En 1951 et 1952, les repéreurs du III/25e RA mettent au point la méthode des tandems de triangle qui assure toutes les qualités des bases longues sans en avoir les inconvénients. La base courte à deux micros est remplacée par une base de trois micros disposés en triangle équilatéral de trois à quatre cents mètres de côté. L’ajout d’un troisième micro permet de pallier l’éventuelle panne d’un micro, diminue l’influence des déformations locales et augmente la précision. Cette base de trois micros donne une direction de la source sonore. Un tandem de deux bases donne une intersection loin de la source sonore, comme dans le système COTTON-WEISS. Le fonctionnement de ces bases triangulaires est permis par la précision de quelques millièmes de seconde des nouveaux micros, qui autorise à les rapprocher entre eux.
Les repéreurs tentent également de trouver le moyen de faire repérer au son d’autres bruits du champ de bataille que l’onde des canons. Mais un tel repérage se heurte à des problèmes apparemment insolubles dans l’immédiat. La similitude absolue des micros et des systèmes est exigée pour capter correctement le faciès des différents signaux. De plus, l’exploitation de bruits sonores très faibles demande de pouvoir utiliser les modifications microscopiques de l’air. L’échec de ces recherches sera accéléré par le perfectionnement du radar qui constitue lui un excellent moyen de surveillance générale.

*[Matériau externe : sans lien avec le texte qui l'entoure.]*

//! Local write endpoint: newline-delimited JSON over a Unix stream socket.
//!
//! One request line per connection, one response line back, then the server
//! closes. This is the push-write contract consumed by the external polling
//! adapter; [`IpcClient`] is the caller side of it.

use std::fs;
use std::io::{self, BufRead, BufReader, Write};
use std::os::unix::fs::PermissionsExt;
use std::os::unix::net::{UnixListener, UnixStream};
use std::path::{Path, PathBuf};
use std::sync::atomic::{AtomicBool, Ordering};
use std::sync::Arc;
use std::thread;
use std::time::Duration;

use serde_json::{json, Value};

use crate::error::IpcError;
use crate::store::{DataStore, TagId};

const ACCEPT_POLL: Duration = Duration::from_millis(200);
const HANDLER_TIMEOUT: Duration = Duration::from_secs(5);

pub struct IpcServer {
    listener: UnixListener,
    socket_path: PathBuf,
}

impl IpcServer {
    /// Bind the socket, replacing any stale file, and restrict it to the
    /// owning user (0o600).
    pub fn bind(socket_path: &Path) -> io::Result<IpcServer> {
        if socket_path.exists() {
            fs::remove_file(socket_path)?;
        }
        let listener = UnixListener::bind(socket_path)?;
        fs::set_permissions(socket_path, fs::Permissions::from_mode(0o600))?;
        listener.set_nonblocking(true)?;
        Ok(IpcServer {
            listener,
            socket_path: socket_path.to_path_buf(),
        })
    }

    pub fn socket_path(&self) -> &Path {
        &self.socket_path
    }

    /// Accept loop. Polls the stop flag between accepts so shutdown is
    /// bounded; one short-lived handler thread per connection.
    pub fn run(self, store: Arc<DataStore>, stop: Arc<AtomicBool>) {
        log::info!("IPC endpoint listening on {}", self.socket_path.display());
        while !stop.load(Ordering::SeqCst) {
            match self.listener.accept() {
                Ok((stream, _)) => {
                    let store = store.clone();
                    let result = thread::Builder::new()
                        .name("ipc-handler".to_string())
                        .spawn(move || handle_client(stream, &store));
                    if let Err(e) = result {
                        log::error!("could not spawn IPC handler: {e}");
                    }
                }
                Err(e) if e.kind() == io::ErrorKind::WouldBlock => {
                    thread::sleep(ACCEPT_POLL);
                }
                Err(e) => {
                    log::error!("IPC accept error: {e}");
                    thread::sleep(Duration::from_secs(1));
                }
            }
        }
        log::info!("IPC endpoint stopped");
    }
}

impl Drop for IpcServer {
    fn drop(&mut self) {
        let _ = fs::remove_file(&self.socket_path);
    }
}

fn handle_client(stream: UnixStream, store: &DataStore) {
    let _ = stream.set_nonblocking(false);
    let _ = stream.set_read_timeout(Some(HANDLER_TIMEOUT));

    let mut reader = BufReader::new(&stream);
    let mut line = String::new();
    match reader.read_line(&mut line) {
        Ok(0) => return,
        Ok(_) => {}
        Err(e) => {
            log::debug!("IPC read error: {e}");
            return;
        }
    }

    let response = dispatch(store, &line);
    if let Err(e) = send_response(&stream, &response) {
        log::debug!("IPC send error: {e}");
    }
}

fn send_response(mut stream: &UnixStream, response: &Value) -> io::Result<()> {
    let mut payload = serde_json::to_vec(response)?;
    payload.push(b'\n');
    stream.write_all(&payload)?;
    stream.flush()
}

/// Parse and execute one request line. Split out of the socket plumbing so
/// the protocol is testable without a socket.
fn dispatch(store: &DataStore, line: &str) -> Value {
    let request: Value = match serde_json::from_str(line.trim()) {
        Ok(v) => v,
        Err(e) => return json!({"ok": false, "error": format!("invalid json: {e}")}),
    };

    match request.get("action").and_then(Value::as_str) {
        Some("write") => {
            let Some(key) = request
                .get("key")
                .and_then(Value::as_str)
                .filter(|k| !k.is_empty())
            else {
                return json!({"ok": false, "error": "key required"});
            };
            // The response only reflects dispatch; writes to unknown keys
            // are dropped by the store.
            store.write(key, request.get("value").cloned().unwrap_or(Value::Null));
            json!({"ok": true})
        }
        Some("write_by_id") => {
            let Some(id) = request
                .get("id")
                .and_then(Value::as_str)
                .filter(|i| !i.is_empty())
            else {
                return json!({"ok": false, "error": "id required"});
            };
            match store.key_for_id(&TagId::from(id)) {
                Some(key) => {
                    store.write(
                        key.as_str(),
                        request.get("value").cloned().unwrap_or(Value::Null),
                    );
                    json!({"ok": true, "key": key})
                }
                None => json!({"ok": false, "error": "id not found"}),
            }
        }
        Some("bulk_write_by_id") => {
            let Some(updates) = request.get("updates").and_then(Value::as_array) else {
                return json!({"ok": false, "error": "updates must be a list"});
            };
            let results: Vec<Value> = updates
                .iter()
                .map(|update| apply_bulk_entry(store, update))
                .collect();
            json!({"ok": true, "results": results})
        }
        _ => json!({"ok": false, "error": "unknown action"}),
    }
}

fn apply_bulk_entry(store: &DataStore, update: &Value) -> Value {
    let id = update.get("id").and_then(Value::as_str).unwrap_or("");
    if id.is_empty() {
        return json!({"id": update.get("id"), "ok": false, "error": "id required"});
    }
    match store.key_for_id(&TagId::from(id)) {
        Some(key) => {
            store.write(
                key.as_str(),
                update.get("value").cloned().unwrap_or(Value::Null),
            );
            json!({"id": id, "ok": true, "key": key})
        }
        None => json!({"id": id, "ok": false, "error": "id not found"}),
    }
}

/// One-connection-per-call client for the push-write contract.
pub struct IpcClient {
    socket_path: PathBuf,
}

impl IpcClient {
    pub fn new(socket_path: &Path) -> IpcClient {
        IpcClient {
            socket_path: socket_path.to_path_buf(),
        }
    }

    fn rpc(&self, request: Value) -> Result<Value, IpcError> {
        let stream = UnixStream::connect(&self.socket_path).map_err(|e| IpcError::Connect {
            path: self.socket_path.clone(),
            source: e,
        })?;
        stream.set_read_timeout(Some(HANDLER_TIMEOUT))?;

        let mut payload = serde_json::to_vec(&request)?;
        payload.push(b'\n');
        (&stream).write_all(&payload)?;

        let mut reader = BufReader::new(&stream);
        let mut line = String::new();
        if reader.read_line(&mut line)? == 0 {
            return Err(IpcError::EmptyResponse);
        }
        Ok(serde_json::from_str(line.trim())?)
    }

    pub fn write(&self, key: &str, value: Value) -> Result<Value, IpcError> {
        self.rpc(json!({"action": "write", "key": key, "value": value}))
    }

    pub fn write_by_id(&self, id: &TagId, value: Value) -> Result<Value, IpcError> {
        self.rpc(json!({"action": "write_by_id", "id": id, "value": value}))
    }

    pub fn bulk_write_by_id(&self, updates: &[(TagId, Value)]) -> Result<Value, IpcError> {
        let updates: Vec<Value> = updates
            .iter()
            .map(|(id, value)| json!({"id": id, "value": value}))
            .collect();
        self.rpc(json!({"action": "bulk_write_by_id", "updates": updates}))
    }
}

#[cfg(test)]
mod tests {
    use super::*;
    use crate::store::TagSpec;
    use crate::value::{DataType, TagValue};

    fn store_with_temp() -> Arc<DataStore> {
        let store = Arc::new(DataStore::new());
        store
            .register(&TagSpec::new("temp", DataType::Float))
            .unwrap();
        store
    }

    #[test]
    fn write_action_accepts_and_stores() {
        let store = store_with_temp();
        let response = dispatch(&store, r#"{"action":"write","key":"temp","value":23.5}"#);
        assert_eq!(response, json!({"ok": true}));
        assert_eq!(store.read("temp"), TagValue::Float(23.5));
    }

    #[test]
    fn write_to_unknown_key_still_acks() {
        let store = store_with_temp();
        let response = dispatch(&store, r#"{"action":"write","key":"ghost","value":1}"#);
        assert_eq!(response, json!({"ok": true}));
        assert_eq!(store.read("ghost"), TagValue::zero());
        assert_eq!(store.statistics().total_points, 1);
    }

    #[test]
    fn missing_key_is_reported() {
        let store = store_with_temp();
        let response = dispatch(&store, r#"{"action":"write","value":1}"#);
        assert_eq!(response, json!({"ok": false, "error": "key required"}));
    }

    #[test]
    fn malformed_json_is_reported() {
        let store = store_with_temp();
        let response = dispatch(&store, "{nope");
        assert_eq!(response["ok"], json!(false));
        assert!(response["error"].as_str().unwrap().starts_with("invalid json"));
    }

    #[test]
    fn unknown_action_is_reported() {
        let store = store_with_temp();
        let response = dispatch(&store, r#"{"action":"reboot"}"#);
        assert_eq!(response, json!({"ok": false, "error": "unknown action"}));
    }

    #[test]
    fn write_by_id_resolves_the_key() {
        let store = store_with_temp();
        let id = store.ensure_id("temp");
        let response = dispatch(
            &store,
            &format!(r#"{{"action":"write_by_id","id":"{id}","value":9}}"#),
        );
        assert_eq!(response, json!({"ok": true, "key": "temp"}));
        assert_eq!(store.read("temp"), TagValue::Float(9.0));

        let response = dispatch(
            &store,
            r#"{"action":"write_by_id","id":"ffffffffffffffffffffffffffffffff","value":9}"#,
        );
        assert_eq!(response, json!({"ok": false, "error": "id not found"}));
    }

    #[test]
    fn bulk_write_reports_per_entry_results() {
        let store = store_with_temp();
        let id = store.ensure_id("temp");
        let line = format!(
            r#"{{"action":"bulk_write_by_id","updates":[
                {{"id":"{id}","value":42}},
                {{"id":"eeeeeeeeeeeeeeeeeeeeeeeeeeeeeeee","value":1}}
            ]}}"#
        );
        let response = dispatch(&store, &line);
        assert_eq!(response["ok"], json!(true));
        let results = response["results"].as_array().unwrap();
        assert_eq!(results.len(), 2);
        assert_eq!(results[0]["ok"], json!(true));
        assert_eq!(results[0]["key"], json!("temp"));
        assert_eq!(results[1]["ok"], json!(false));
        assert_eq!(results[1]["error"], json!("id not found"));
        assert_eq!(store.read("temp"), TagValue::Float(42.0));
    }

    #[test]
    fn bulk_write_requires_a_list() {
        let store = store_with_temp();
        let response = dispatch(&store, r#"{"action":"bulk_write_by_id","updates":3}"#);
        assert_eq!(
            response,
            json!({"ok": false, "error": "updates must be a list"})
        );
    }

    #[test]
    fn end_to_end_over_a_real_socket() {
        let dir = tempfile::tempdir().unwrap();
        let path = dir.path().join("gw.sock");
        let store = store_with_temp();
        let stop = Arc::new(AtomicBool::new(false));

        let server = IpcServer::bind(&path).unwrap();
        let mode = fs::metadata(&path).unwrap().permissions().mode();
        assert_eq!(mode & 0o777, 0o600);

        let server_store = store.clone();
        let server_stop = stop.clone();
        let handle = thread::spawn(move || server.run(server_store, server_stop));

        let client = IpcClient::new(&path);
        let response = client.write("temp", json!(23.5)).unwrap();
        assert_eq!(response, json!({"ok": true}));
        assert_eq!(store.read("temp"), TagValue::Float(23.5));

        stop.store(true, Ordering::SeqCst);
        handle.join().unwrap();
        assert!(!path.exists());
    }
}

On essaie aussi de pallier les accidents de propagation des ondes sonores dus à la surface du sol, en élevant les micros à quelques dizaine de mètres au-dessus. Mais la vulnérabilité du système trop visible et les problèmes de topographie engendrés ne permettent pas, là non plus, d’aboutir.
Autour de 1965, chacun se rend compte des limites techniques du matériel SRS. Des études sont entreprises pour obtenir une transmission automatique des informations, de nouveaux microphones plus sélectifs et des calculateurs. Mais la montée en puissance du radarage ne laisse pas le temps d’achever ces travaux.
Enfin, l’élément qui joue le plus en défaveur des SRS est leur incapacité à se passer des fils téléphoniques. Contrairement aux SROT qui ont réussi sur la fin des liaisons radio, les SRS n’ont jamais su résoudre ce problème. Des problèmes de financement n’ont pas permis l’expérimentation de nouvelle section radio en 1953-1954.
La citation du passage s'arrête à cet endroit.